A related question (but not exactly the one you asked) is:

Can one tell if a convex polytope $P$ and its translations by $\mathbb Z^n$ tile $\mathbb R^n$? Which polytopes $P$ have this property?

Fix some positive quadratic form $q$ on $\mathbb R^n$ and the corresponding distance function. Let $P^0$ be the set of points in $\mathbb R^n$ which are closer to $0$ than to any other integral (i.e. in $\mathbb Z^n$) point. The closure $P$ of $P^0$ is called the Voronoi polytope w.r.t. $q$. Then $P$ obviously has the above property.

Voronoi's conjectured circa 1907 that the opposite is true, i.e. any such $P$ is a Voronoi polytope w.r.t. some $q$.

This conjecture is known for $n\le 4$ due to Delaunay and for zonotopes by Erdahl "Zonotopes, Dicings, and Voronoi Conjecture on Parallelohedra". It is still open in general, I believe.

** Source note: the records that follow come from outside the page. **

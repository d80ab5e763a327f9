//! Encoder trait, the reverse direction of [`crate::decoder::Decoder`].
//!
//! A typed value `T` implements `Encoder<T, E>` to produce its lower-level
//! representation `E`, and `E` opts in with `EncodableTo<T>`.
//!
//! ```no_run
//! use tsumiki::encoder::{EncodableTo, Encoder};
//!
//! struct Parsed(u8);
//! struct Raw(Vec<u8>);
//!
//! impl EncodableTo<Parsed> for Raw {}
//!
//! impl Encoder<Parsed, Raw> for Parsed {
//!     type Error = std::convert::Infallible;
//!
//!     fn encode(&self) -> Result<Raw, Self::Error> {
//!         Ok(Raw(vec![self.0]))
//!     }
//! }
//! ```

/// Encoder trait for converting a value of type `T` into type `E`.
pub trait Encoder<T, E: EncodableTo<T>> {
    /// The error type returned when encoding fails.
    type Error;

    /// Encodes `self` into type `E`.
    ///
    /// # Errors
    ///
    /// Returns an error if `self` cannot be represented as `E`.
    fn encode(&self) -> Result<E, Self::Error>;
}

/// Marker trait indicating that type `E` can be produced from type `T`.
pub trait EncodableTo<T> {}
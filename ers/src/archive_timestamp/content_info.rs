use serde::{Serialize, ser::SerializeStruct};
use tsumiki::decoder::{DecodableFrom, Decoder};
use tsumiki::encoder::{EncodableTo, Encoder};
use tsumiki_asn1::{Element, ObjectIdentifier, TaggedContent};

use super::error::{Error, Result};

/// CMS ContentInfo carrying a timestamp token (RFC 5652, RFC 3161).
///
/// ```asn1
/// ContentInfo ::= SEQUENCE {
///     contentType  ContentType,
///     content      [0] EXPLICIT ANY DEFINED BY contentType }
/// ```
///
/// The content is kept as a generic element; the token is not verified.
#[derive(Debug, Clone, PartialEq, Eq)]
pub struct ContentInfo {
    content_type: ObjectIdentifier,
    content: Element,
}

impl ContentInfo {
    /// id-signedData
    pub const OID_SIGNED_DATA: &'static str = "1.2.840.113549.1.7.2";

    pub fn new(content_type: ObjectIdentifier, content: Element) -> Self {
        Self {
            content_type,
            content,
        }
    }

    pub fn content_type(&self) -> &ObjectIdentifier {
        &self.content_type
    }

    pub fn content(&self) -> &Element {
        &self.content
    }

    pub fn is_signed_data(&self) -> bool {
        self.content_type == Self::OID_SIGNED_DATA
    }
}

impl Serialize for ContentInfo {
    fn serialize<S>(&self, serializer: S) -> std::result::Result<S::Ok, S::Error>
    where
        S: serde::Serializer,
    {
        let mut state = serializer.serialize_struct("ContentInfo", 2)?;
        state.serialize_field("content_type", &self.content_type)?;
        state.serialize_field("content", self.content.type_name())?;
        state.end()
    }
}

impl DecodableFrom<Element> for ContentInfo {}

impl Decoder<Element, ContentInfo> for Element {
    type Error = Error;

    fn decode(&self) -> Result<ContentInfo> {
        let Element::Sequence(elements) = self else {
            return Err(Error::ExpectedSequence {
                structure: "ContentInfo",
                actual: self.type_name(),
            });
        };
        let [content_type, content] = elements.as_slice() else {
            return Err(Error::InvalidElementCount {
                structure: "ContentInfo",
                expected: "2",
                actual: elements.len(),
            });
        };
        let Element::ObjectIdentifier(content_type) = content_type else {
            return Err(Error::ContentInfoExpectedOid(content_type.type_name()));
        };
        let Element::ContextSpecific {
            slot: 0,
            content: TaggedContent::Constructed(inner),
        } = content
        else {
            return Err(Error::ContentInfoExpectedContent);
        };
        let [content] = inner.as_slice() else {
            return Err(Error::ContentInfoExpectedContent);
        };

        Ok(ContentInfo {
            content_type: content_type.clone(),
            content: content.clone(),
        })
    }
}

impl EncodableTo<ContentInfo> for Element {}

impl Encoder<ContentInfo, Element> for ContentInfo {
    type Error = Error;

    fn encode(&self) -> Result<Element> {
        Ok(Element::Sequence(vec![
            Element::ObjectIdentifier(self.content_type.clone()),
            Element::ContextSpecific {
                slot: 0,
                content: TaggedContent::Constructed(vec![self.content.clone()]),
            },
        ]))
    }
}
//! Error types for ASN.1 parsing and encoding.

use std::num::ParseIntError;

use thiserror::Error;

/// Errors that can occur during ASN.1 parsing and encoding operations.
#[derive(Debug, Error)]
pub enum Error {
    // Boolean errors
    #[error("BOOLEAN: invalid encoding")]
    InvalidBoolean,

    // Null errors
    #[error("NULL: must have no content")]
    InvalidNull,

    // Integer errors
    #[error("INTEGER: no data")]
    IntegerNoData,
    #[error("INTEGER: not minimally encoded")]
    IntegerNotMinimal,

    // ObjectIdentifier errors
    #[error("OBJECT IDENTIFIER: no data")]
    ObjectIdentifierNoData,
    #[error("OBJECT IDENTIFIER: incomplete encoding")]
    ObjectIdentifierIncompleteEncoding,
    #[error("OBJECT IDENTIFIER: subidentifier is not minimally encoded")]
    ObjectIdentifierNotMinimal,
    #[error("OBJECT IDENTIFIER: subidentifier does not fit in 64 bits")]
    ObjectIdentifierOverflow,
    #[error("OBJECT IDENTIFIER: too few components (need at least 2)")]
    ObjectIdentifierTooFewComponents,
    #[error("OBJECT IDENTIFIER: invalid component '{0}'")]
    ObjectIdentifierInvalidComponent(String),
    #[error("parse int error: {0}")]
    ParseInt(#[from] ParseIntError),

    // BitString errors
    #[error("BIT STRING: no data")]
    BitStringNoData,
    #[error("BIT STRING: unused bits {0} out of range (must be 0-7)")]
    BitStringUnusedBitsOutOfRange(u8),

    // String type errors
    #[error("UTF8String: invalid UTF-8")]
    Utf8StringInvalidUtf8,
    #[error("PrintableString: invalid encoding")]
    PrintableStringInvalidEncoding,
    #[error("IA5String: invalid encoding")]
    Ia5StringInvalidEncoding,

    // Time errors
    #[error("UTCTime: invalid format")]
    UtcTimeInvalidFormat,
    #[error("GeneralizedTime: invalid format")]
    GeneralizedTimeInvalidFormat,

    // Constructed encoding errors
    #[error("{0}: expected constructed encoding")]
    ExpectedConstructed(&'static str),

    // DER errors
    #[error("invalid DER encoding: {0}")]
    FailedToDecodeDer(#[source] tsumiki_der::error::Error),
}
use serde::Serialize;
use tsumiki::decoder::{DecodableFrom, Decoder};
use tsumiki::encoder::{EncodableTo, Encoder};
use tsumiki_asn1::{Element, OctetString};

use super::error::{Error, Result};

/// One level of a reduced hash tree.
///
/// ```asn1
/// PartialHashtree ::= SEQUENCE OF OCTET STRING
/// ```
#[derive(Debug, Clone, PartialEq, Eq, Serialize)]
pub struct PartialHashtree(Vec<OctetString>);

impl PartialHashtree {
    pub fn new(values: Vec<OctetString>) -> Self {
        Self(values)
    }

    pub fn values(&self) -> &[OctetString] {
        &self.0
    }

    pub fn contains_hash(&self, hash: &[u8]) -> bool {
        self.0.iter().any(|value| value.as_bytes() == hash)
    }
}

impl DecodableFrom<Element> for PartialHashtree {}

impl Decoder<Element, PartialHashtree> for Element {
    type Error = Error;

    fn decode(&self) -> Result<PartialHashtree> {
        let Element::Sequence(elements) = self else {
            return Err(Error::ExpectedSequence {
                structure: "PartialHashtree",
                actual: self.type_name(),
            });
        };
        let values = elements
            .iter()
            .map(|elm| match elm {
                Element::OctetString(value) => Ok(value.clone()),
                other => Err(Error::PartialHashtreeExpectedOctetString(other.type_name())),
            })
            .collect::<Result<Vec<_>>>()?;
        Ok(PartialHashtree(values))
    }
}

impl EncodableTo<PartialHashtree> for Element {}

impl Encoder<PartialHashtree, Element> for PartialHashtree {
    type Error = Error;

    fn encode(&self) -> Result<Element> {
        Ok(Element::Sequence(
            self.0.iter().cloned().map(Element::OctetString).collect(),
        ))
    }
}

So what is special about the toric variety $X_P$ corresponding to $P$? I am not sure. If you look at the Delaunay tiling which is dual to the Voronoi tiling $P+\mathbb Z^n$, then the polytopes in that tiling and the corresponding toric varieties have a clear geometric meaning: they describe degenerations of principally polarized abelian varieties. But this is a dual picture.

Note by the way that Delaunay polytopes have vertices in $\mathbb Z^n$, so they indeed correspond to projective polarized toric varieties. In contrast, the Voronoi polytope for a generic $q$ will have irrational vertices. Also, when you vary $q$ continuously, the Voronoi polytope will vary continuously. But the Delaunay polytopes will jump discretely, and there are only finitely many Delaunay polytopes modulo $GL(n,\mathbb Z)$.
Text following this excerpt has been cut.